The more important reason I’d never thought about all that before is that one slips into the Medicare system quite seamlessly. One morning you wake up and you have a really good and comprehensive medical insurance program, all already paid for, and you’ve done nothing save had a 65th birthday. Now you can change employers without any health insurance hassle, because Medicare is not employment-based; it is yours as a matter of right and as a matter of law. Prior condition? Not relevant. Frequency and complexity of treatment? Not relevant.
And if you can afford to spring for the moderately priced Medicare supplement, offered by private insurance companies, then no deductibles, no co-payments; not relevant. (Sadly, it is necessary to point out that Medicare Part D, the prescription drug benefit, is anything but straightforward and that the cost of prescription drugs can be a serious burden. But there seems to be general agreement that if health care reform survives, Part D will be among its reforms.)

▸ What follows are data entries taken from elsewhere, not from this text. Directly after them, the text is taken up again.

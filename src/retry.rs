use std::future::Future;
use std::time::Duration;

use crate::error::FetchError;

/// Exponential backoff schedule for transient request failures.
#[derive(Debug, Clone, Copy, PartialEq, Eq)]
pub struct RetryPolicy {
    /// Retries after the first attempt; total attempts is `max_retries + 1`.
    pub max_retries: u32,
    pub initial_backoff: Duration,
    pub max_backoff: Duration,
    pub multiplier: u32,
}

impl Default for RetryPolicy {
    fn default() -> Self {
        RetryPolicy {
            max_retries: 3,
            initial_backoff: Duration::from_secs(1),
            max_backoff: Duration::from_secs(30),
            multiplier: 2,
        }
    }
}

impl RetryPolicy {
    pub fn with_max_retries(mut self, max_retries: u32) -> Self {
        self.max_retries = max_retries;
        self
    }

    /// Delay to wait before retry number `attempt` (1-based), given the delay
    /// used before the previous retry.
    pub fn next_delay(&self, attempt: u32, prior: Option<Duration>) -> Duration {
        let delay = match prior {
            Some(prior) if attempt > 1 => prior.saturating_mul(self.multiplier),
            _ => self.initial_backoff,
        };
        delay.min(self.max_backoff)
    }

    /// Like `next_delay` but never shorter than a server supplied hint.
    pub fn delay_with_hint(
        &self,
        attempt: u32,
        prior: Option<Duration>,
        hint: Option<Duration>,
    ) -> Duration {
        let delay = self.next_delay(attempt, prior);
        match hint {
            Some(hint) => delay.max(hint).min(self.max_backoff),
            None => delay,
        }
    }
}

/// Runs `op` until it succeeds, fails with a non-transient error, or the
/// policy runs out of retries. `op` receives the 0-based attempt number.
pub async fn retry_with<T, F, Fut>(policy: &RetryPolicy, url: &str, mut op: F) -> Result<T, FetchError>
where
    F: FnMut(u32) -> Fut,
    Fut: Future<Output = Result<T, FetchError>>,
{
    let mut prior: Option<Duration> = None;
    let mut attempt = 0u32;
    loop {
        match op(attempt).await {
            Ok(value) => return Ok(value),
            Err(err) if !err.is_transient() => return Err(err),
            Err(err) if attempt >= policy.max_retries => {
                return Err(FetchError::Exhausted {
                    url: url.to_string(),
                    attempts: attempt + 1,
                    last: Box::new(err),
                });
            }
            Err(err) => {
                attempt += 1;
                let delay = policy.delay_with_hint(attempt, prior, err.retry_after());
                log::warn!("{err}; retry {attempt}/{} in {delay:?}", policy.max_retries);
                tokio::time::sleep(delay).await;
                prior = Some(delay);
            }
        }
    }
}

#[cfg(test)]
mod tests {
    use super::*;
    use std::cell::Cell;

    fn policy() -> RetryPolicy {
        RetryPolicy {
            max_retries: 3,
            initial_backoff: Duration::from_millis(100),
            max_backoff: Duration::from_millis(1000),
            multiplier: 2,
        }
    }

    fn fast_policy(max_retries: u32) -> RetryPolicy {
        RetryPolicy {
            max_retries,
            initial_backoff: Duration::from_millis(1),
            max_backoff: Duration::from_millis(5),
            multiplier: 2,
        }
    }

    fn server_error() -> FetchError {
        FetchError::Status {
            url: "http://x".into(),
            status: 503,
        }
    }

    #[test]
    fn test_next_delay_doubles() {
        let p = policy();
        let d1 = p.next_delay(1, None);
        let d2 = p.next_delay(2, Some(d1));
        let d3 = p.next_delay(3, Some(d2));
        assert_eq!(d1, Duration::from_millis(100));
        assert_eq!(d2, Duration::from_millis(200));
        assert_eq!(d3, Duration::from_millis(400));
    }

    #[test]
    fn test_next_delay_is_capped() {
        let p = policy();
        assert_eq!(
            p.next_delay(5, Some(Duration::from_millis(800))),
            Duration::from_millis(1000)
        );
        assert_eq!(
            p.next_delay(6, Some(Duration::from_millis(1000))),
            Duration::from_millis(1000)
        );
    }

    #[test]
    fn test_hint_lengthens_but_never_exceeds_cap() {
        let p = policy();
        assert_eq!(
            p.delay_with_hint(1, None, Some(Duration::from_millis(300))),
            Duration::from_millis(300)
        );
        assert_eq!(
            p.delay_with_hint(1, None, Some(Duration::from_millis(10))),
            Duration::from_millis(100)
        );
        assert_eq!(
            p.delay_with_hint(1, None, Some(Duration::from_secs(60))),
            Duration::from_millis(1000)
        );
    }

    #[tokio::test]
    async fn test_retry_until_success() {
        let calls = Cell::new(0u32);
        let result = retry_with(&fast_policy(3), "http://x", |_| {
            calls.set(calls.get() + 1);
            let n = calls.get();
            async move {
                if n < 3 {
                    Err(server_error())
                } else {
                    Ok("body")
                }
            }
        })
        .await;
        assert_eq!(result.unwrap(), "body");
        assert_eq!(calls.get(), 3);
    }

    #[tokio::test]
    async fn test_retry_gives_up() {
        let calls = Cell::new(0u32);
        let result: Result<(), _> = retry_with(&fast_policy(2), "http://x", |_| {
            calls.set(calls.get() + 1);
            async { Err(server_error()) }
        })
        .await;
        assert_eq!(calls.get(), 3);
        match result {
            Err(FetchError::Exhausted { attempts, .. }) => assert_eq!(attempts, 3),
            other => panic!("expected exhausted, got {other:?}"),
        }
    }

    #[tokio::test]
    async fn test_non_transient_error_is_not_retried() {
        let calls = Cell::new(0u32);
        let result: Result<(), _> = retry_with(&fast_policy(3), "http://x", |_| {
            calls.set(calls.get() + 1);
            async {
                Err(FetchError::Status {
                    url: "http://x".into(),
                    status: 404,
                })
            }
        })
        .await;
        assert_eq!(calls.get(), 1);
        assert!(matches!(result, Err(FetchError::Status { status: 404, .. })));
    }
}
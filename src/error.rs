use std::time::Duration;
use thiserror::Error;

/// Fatal problems detected before (or while setting up) a run.
#[derive(Debug, Error)]
pub enum ConfigError {
    #[error("no search provider available (all disabled or misconfigured)")]
    NoSearchProvider,

    #[error("state name must not be empty")]
    EmptyState,

    #[error("invalid setting `{field}`: {reason}")]
    InvalidSetting { field: &'static str, reason: String },

    #[error("failed to build http client: {0}")]
    HttpClient(#[from] reqwest::Error),
}

/// Failure to retrieve a single URL. The collector skips the URL and moves on.
#[derive(Debug, Error)]
pub enum FetchError {
    #[error("request to {url} timed out after {timeout:?}")]
    Timeout { url: String, timeout: Duration },

    #[error("network error for {url}: {source}")]
    Network {
        url: String,
        #[source]
        source: reqwest::Error,
    },

    #[error("rate limited by {url}")]
    RateLimited {
        url: String,
        retry_after: Option<Duration>,
    },

    #[error("{url} answered HTTP {status}")]
    Status { url: String, status: u16 },

    #[error("invalid url {url}: {reason}")]
    InvalidUrl { url: String, reason: String },

    #[error("gave up on {url} after {attempts} attempts: {last}")]
    Exhausted {
        url: String,
        attempts: u32,
        last: Box<FetchError>,
    },
}

impl FetchError {
    /// Timeouts, connection failures, 5xx and 429 are worth another attempt.
    pub fn is_transient(&self) -> bool {
        match self {
            FetchError::Timeout { .. } | FetchError::Network { .. } => true,
            FetchError::RateLimited { .. } => true,
            FetchError::Status { status, .. } => (500..600).contains(status),
            FetchError::InvalidUrl { .. } | FetchError::Exhausted { .. } => false,
        }
    }

    pub fn retry_after(&self) -> Option<Duration> {
        match self {
            FetchError::RateLimited { retry_after, .. } => *retry_after,
            _ => None,
        }
    }
}

/// Failure of one search request. Recovered by falling through to the next
/// provider, or by ending pagination for the query.
#[derive(Debug, Error)]
pub enum ProviderError {
    #[error("{provider}: request failed: {source}")]
    Fetch {
        provider: &'static str,
        #[source]
        source: FetchError,
    },

    #[error("{provider}: unexpected response: {reason}")]
    Malformed {
        provider: &'static str,
        reason: String,
    },

    #[error("every search provider failed for query {query:?}")]
    AllFailed { query: String },

    #[error("search result cap of {cap} reached")]
    CapReached { cap: usize },
}

pub type FetchResult<T> = std::result::Result<T, FetchError>;
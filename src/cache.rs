use std::collections::BTreeMap;
use std::fs;
use std::io::Write;
use std::path::{Path, PathBuf};
use std::sync::Mutex;

use anyhow::{Context, Result};
use chrono::{Duration as ChronoDuration, Utc};
use dashmap::DashMap;

use crate::data_models::CachedResponse;

/// Storage for HTTP responses, keyed by request identity.
/// Expiry is the caller's concern; stores keep whatever they are given.
pub trait CacheStore: Send + Sync {
    fn get(&self, key: &str) -> Option<CachedResponse>;
    fn put(&self, key: &str, response: CachedResponse);
    fn len(&self) -> usize;

    fn is_empty(&self) -> bool {
        self.len() == 0
    }
}

/// Builds the cache key for a GET request. Only headers that change the
/// response body are part of the key.
pub fn cache_key(url: &str, accept: Option<&str>) -> String {
    match accept {
        Some(accept) => format!("GET {url} accept={accept}"),
        None => format!("GET {url}"),
    }
}

#[derive(Debug, Default)]
pub struct MemoryCache {
    entries: DashMap<String, CachedResponse>,
}

impl MemoryCache {
    pub fn new() -> MemoryCache {
        MemoryCache::default()
    }
}

impl CacheStore for MemoryCache {
    fn get(&self, key: &str) -> Option<CachedResponse> {
        self.entries.get(key).map(|entry| entry.value().clone())
    }

    fn put(&self, key: &str, response: CachedResponse) {
        self.entries.insert(key.to_string(), response);
    }

    fn len(&self) -> usize {
        self.entries.len()
    }
}

/// JSON file on disk, loaded once and rewritten after every insert.
/// Entries older than `ttl` are dropped on load and on every rewrite.
#[derive(Debug)]
pub struct FileCache {
    path: PathBuf,
    ttl: ChronoDuration,
    entries: DashMap<String, CachedResponse>,
    write_lock: Mutex<()>,
}

impl FileCache {
    /// Opens (or starts) a cache at `path`. A missing or unreadable file
    /// yields an empty cache rather than an error.
    pub fn open(path: impl Into<PathBuf>, ttl: ChronoDuration) -> FileCache {
        let path = path.into();
        let entries = match Self::load(&path, ttl) {
            Ok(entries) => entries,
            Err(e) => {
                log::warn!("ignoring response cache at {}: {:#}", path.display(), e);
                DashMap::new()
            }
        };
        log::debug!("response cache {} holds {} entries", path.display(), entries.len());
        FileCache {
            path,
            ttl,
            entries,
            write_lock: Mutex::new(()),
        }
    }

    pub fn path(&self) -> &Path {
        &self.path
    }

    fn load(path: &Path, ttl: ChronoDuration) -> Result<DashMap<String, CachedResponse>> {
        if !path.exists() {
            return Ok(DashMap::new());
        }
        let raw = fs::read_to_string(path)
            .with_context(|| format!("failed to read {}", path.display()))?;
        let entries: BTreeMap<String, CachedResponse> =
            serde_json::from_str(&raw).context("cache file is not valid json")?;
        let now = Utc::now();
        let total = entries.len();
        let fresh: DashMap<String, CachedResponse> = entries
            .into_iter()
            .filter(|(_, response)| response.is_fresh(now, ttl))
            .collect();
        if fresh.len() < total {
            log::debug!("dropped {} expired cache entries", total - fresh.len());
        }
        Ok(fresh)
    }

    /// Writes to a sibling temp file and renames it over the cache file.
    fn persist(&self) -> Result<()> {
        let _guard = self
            .write_lock
            .lock()
            .map_err(|_| anyhow::anyhow!("cache write lock poisoned"))?;
        let now = Utc::now();
        self.entries
            .retain(|_, response| response.is_fresh(now, self.ttl));
        let snapshot: BTreeMap<String, CachedResponse> = self
            .entries
            .iter()
            .map(|entry| (entry.key().clone(), entry.value().clone()))
            .collect();
        let json = serde_json::to_string(&snapshot).context("failed to serialize cache")?;
        let tmp = self.path.with_extension("tmp");
        {
            let mut file = fs::File::create(&tmp)
                .with_context(|| format!("failed to create {}", tmp.display()))?;
            file.write_all(json.as_bytes())?;
            file.sync_all()?;
        }
        fs::rename(&tmp, &self.path)
            .with_context(|| format!("failed to move cache into {}", self.path.display()))?;
        Ok(())
    }
}

impl CacheStore for FileCache {
    fn get(&self, key: &str) -> Option<CachedResponse> {
        self.entries.get(key).map(|entry| entry.value().clone())
    }

    fn put(&self, key: &str, response: CachedResponse) {
        self.entries.insert(key.to_string(), response);
        if let Err(e) = self.persist() {
            log::error!("error writing response cache: {:#}", e);
        }
    }

    fn len(&self) -> usize {
        self.entries.len()
    }
}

The much-discussed growth in the cost of Medicare services and the consequent unsustainability of Medicare is in no small measure a function of Medicare’s age restriction. It covers beneficiaries who need more frequent and more intensive services. But were Medicare to cover everyone, the per-person cost would be quite dramatically reduced; younger people require less costly medical services than older people. Moreover, the total cost of health care would be dramatically reduced because the administrative costs of Medicare are very substantially less than the administrative costs of private health insurance. And with more care being delivered, health outcomes would improve.
One recent study, for example, shows that with regard to diabetes and cardiovascular disease, the 55-64 age cohort is in worse shape that the 65-plus cohort. That’s not because those conditions improve with age; it’s because the older cohort is on Medicare and is therefore more likely to get better treatment.
People who believe that a public program inevitably means regimentation should talk to their friends and relatives covered by Medicare; they will learn that Medicare fully preserves our right to choose our own doctor.
Shockingly, very many Americans are simply not aware, even now, that Medicare is a government program. Nowhere on the statement I periodically receive informing me of the medical care I’ve used and what Medicare paid for that care is there any indication that Medicare is a government program. Suddenly, inexplicably, our government, though entitled to boast, has turned shy.
President Obama is determined, he says, to be the last American president to wrestle with the health care system. He won’t be. The proposed Obama reforms will help, but they will leave considerable room for improvement by his successors.
One may hope, on this eve of a new year — may yours be sweet and healthy — that Obama’s concluding peroration on social justice and the role of government will oft be repeated and long be remembered. If it is, then I am reasonably confident that we will one day build a health care system in which there is Medicare for all, and I do not believe it will take a civil war (or an extension of our current very uncivil war) to get us there. It will take, as most important social reforms do, sweat, toil and tears.